European Respiratory Journal 42 (2013), Supplement 57, pp.1027s
ISSN: 0903-1936
ISSN: 1399-3003
European Respiratory Society (Annual Congress) <23, 2013, Barcelona>
Journal Article, Conference Paper
Fraunhofer ITEM ()

SB010 (a nebulization solution of the human GATA-3-specific DNAzyme hgd40) has been developed for treatment of Th2-driven asthma. DNAzymes are single-stranded catalytic DNA molecules that specifically bind and cleave target mRNAs. Single or multiple applications of SB010 were already proven to be safe in Phase Ia studies in healthy subjects. Aim of this study was to investigate safety, tolerability and pharmacokinetics of inhaled single ascending doses of SB010 in a Phase Ib clinical trial in male stable allergic asthma patients with airway hyperresponsiveness (PC20 methacholine <= 4 mg/mL). The study was performed as a randomized, double-blind, placebo controlled, parallel group (per dose level) dose-escalation study in 24 patients (18-45 years).
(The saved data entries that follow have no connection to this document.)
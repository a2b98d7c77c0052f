//! Tokenization
//!
//! Chinese text is segmented with jieba's dictionary segmenter; English text is
//! split on whitespace and lowercased. Both drop stopwords and tokens that
//! carry no alphanumeric character (bare punctuation, whitespace runs).

use crate::nlp::stopwords::StopwordFilter;
use crate::types::{Language, Term};
use jieba_rs::Jieba;
use once_cell::sync::Lazy;
use std::sync::Arc;

/// Process-wide segmenter; the dictionary is loaded on first use.
static JIEBA: Lazy<Jieba> = Lazy::new(Jieba::new);

/// jieba POS tags eligible as keyword graph nodes (place names, nouns,
/// verbal nouns, verbs)
const KEYWORD_POS: &[&str] = &["ns", "n", "vn", "v"];

/// Minimum character length of a Chinese keyword candidate
const MIN_KEYWORD_CHARS: usize = 2;

/// Language-aware tokenizer producing normalized content words
#[derive(Debug, Clone)]
pub struct Tokenizer {
    language: Language,
    stopwords: Arc<StopwordFilter>,
}

impl Tokenizer {
    /// Create a tokenizer using the built-in stopwords for `language`
    pub fn new(language: Language) -> Self {
        Self::with_stopwords(language, Arc::new(StopwordFilter::new(language)))
    }

    /// Create a tokenizer sharing an existing stopword table
    pub fn with_stopwords(language: Language, stopwords: Arc<StopwordFilter>) -> Self {
        Self {
            language,
            stopwords,
        }
    }

    /// The tokenizer's language
    pub fn language(&self) -> Language {
        self.language
    }

    /// The shared stopword table
    pub fn stopwords(&self) -> &StopwordFilter {
        &self.stopwords
    }

    /// Tokenize a sentence into content words, in order of appearance
    pub fn tokenize(&self, sentence: &str) -> Vec<String> {
        match self.language {
            Language::Chinese => JIEBA
                .cut(sentence, true)
                .into_iter()
                .map(str::trim)
                .filter(|word| is_content_word(word) && !self.stopwords.is_stopword(word))
                .map(str::to_string)
                .collect(),
            Language::English => sentence
                .split_whitespace()
                .map(str::to_lowercase)
                .filter(|word| is_content_word(word) && !self.stopwords.is_stopword(word))
                .collect(),
        }
    }

    /// Produce the raw word stream used for keyword graphs.
    ///
    /// Every word keeps its position; only candidates become graph nodes.
    pub fn terms(&self, text: &str) -> Vec<Term> {
        match self.language {
            Language::Chinese => JIEBA
                .tag(text, true)
                .into_iter()
                .enumerate()
                .map(|(position, tagged)| {
                    let word = tagged.word.trim();
                    let is_candidate = KEYWORD_POS.contains(&tagged.tag)
                        && word.chars().count() >= MIN_KEYWORD_CHARS
                        && is_content_word(word)
                        && !self.stopwords.is_stopword(word);
                    Term::new(word, position, is_candidate)
                })
                .collect(),
            Language::English => text
                .split_whitespace()
                .enumerate()
                .map(|(position, word)| {
                    let word = word.to_lowercase();
                    let is_candidate =
                        is_content_word(&word) && !self.stopwords.is_stopword(&word);
                    Term::new(word, position, is_candidate)
                })
                .collect(),
        }
    }
}

/// A word is content-bearing if it has at least one letter or digit
fn is_content_word(word: &str) -> bool {
    word.chars().any(char::is_alphanumeric)
}

#[cfg(test)]
mod tests {
    use super::*;

    #[test]
    fn test_english_lowercases_and_filters() {
        let tokenizer = Tokenizer::new(Language::English);
        let tokens = tokenizer.tokenize("The Cat sat on THE mat");

        assert_eq!(tokens, vec!["cat", "sat", "mat"]);
    }

    #[test]
    fn test_english_keeps_attached_punctuation() {
        let tokenizer = Tokenizer::new(Language::English);
        let tokens = tokenizer.tokenize("cats, dogs - birds");

        assert_eq!(tokens, vec!["cats,", "dogs", "birds"]);
    }

    #[test]
    fn test_english_keeps_repeats() {
        let tokenizer = Tokenizer::new(Language::English);
        let tokens = tokenizer.tokenize("rust rust Rust");

        assert_eq!(tokens, vec!["rust", "rust", "rust"]);
    }

    #[test]
    fn test_chinese_removes_stopwords_and_punctuation() {
        let tokenizer = Tokenizer::new(Language::Chinese);
        let tokens = tokenizer.tokenize("自然语言处理是人工智能的一个重要分支，非常有趣");

        assert!(!tokens.is_empty());
        assert!(!tokens.iter().any(|t| t == "的" || t == "是"));
        assert!(!tokens.iter().any(|t| t == "，"));
        assert!(tokens.iter().all(|t| !t.trim().is_empty()));
    }

    #[test]
    fn test_custom_stopword_table() {
        let stopwords = Arc::new(StopwordFilter::from_list(&["sat"]));
        let tokenizer = Tokenizer::with_stopwords(Language::English, stopwords);
        let tokens = tokenizer.tokenize("the cat sat");

        // Only the custom table applies
        assert_eq!(tokens, vec!["the", "cat"]);
    }

    #[test]
    fn test_empty_sentence() {
        assert!(Tokenizer::new(Language::English).tokenize("").is_empty());
        assert!(Tokenizer::new(Language::Chinese).tokenize("").is_empty());
    }

    #[test]
    fn test_english_terms_keep_positions() {
        let tokenizer = Tokenizer::new(Language::English);
        let terms = tokenizer.terms("The quick fox and the dog");

        assert_eq!(terms.len(), 6);
        assert_eq!(terms[1], Term::new("quick", 1, true));
        assert!(!terms[0].is_candidate);
        assert!(!terms[3].is_candidate);
        assert_eq!(terms[5].position, 5);
    }

    #[test]
    fn test_chinese_terms_candidates() {
        let tokenizer = Tokenizer::new(Language::Chinese);
        let terms = tokenizer.terms("自然语言处理是人工智能的一个重要分支。");

        assert!(!terms.is_empty());
        for (i, term) in terms.iter().enumerate() {
            assert_eq!(term.position, i);
            if term.is_candidate {
                assert!(term.text.chars().count() >= MIN_KEYWORD_CHARS);
                assert!(!tokenizer.stopwords().is_stopword(&term.text));
            }
        }
        assert!(!terms.iter().any(|t| t.is_candidate && t.text == "。"));
    }
}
SB010 was applied as nebulized solution via a controlled breathing system (AKITA2APIXNEB®) in 3 dose levels (5, 10, 20 mg). Adverse events (AEs), vital signs, clinical chemistry, hematology, urinalysis, ECG, pulmonary function testing, body temperature, and overall tolerability were assessed. Generally, all dose levels were well tolerated. No clinically relevant influence on safety laboratory parameters, vital signs including lung function tests, differential blood count, or ECG measurements was observed. Plasma concentrations were analyzed using a hgd40-specific hybridization ELISA system. Maximum plasma concentrations of hgd40 were detected within the highest dose group at 1 hour after administration (13.51 ± 17.02 pg/mL); hgd40 was no longer detectable at 6 hours after administration. SB010 is now under evaluation in a phase IIa study.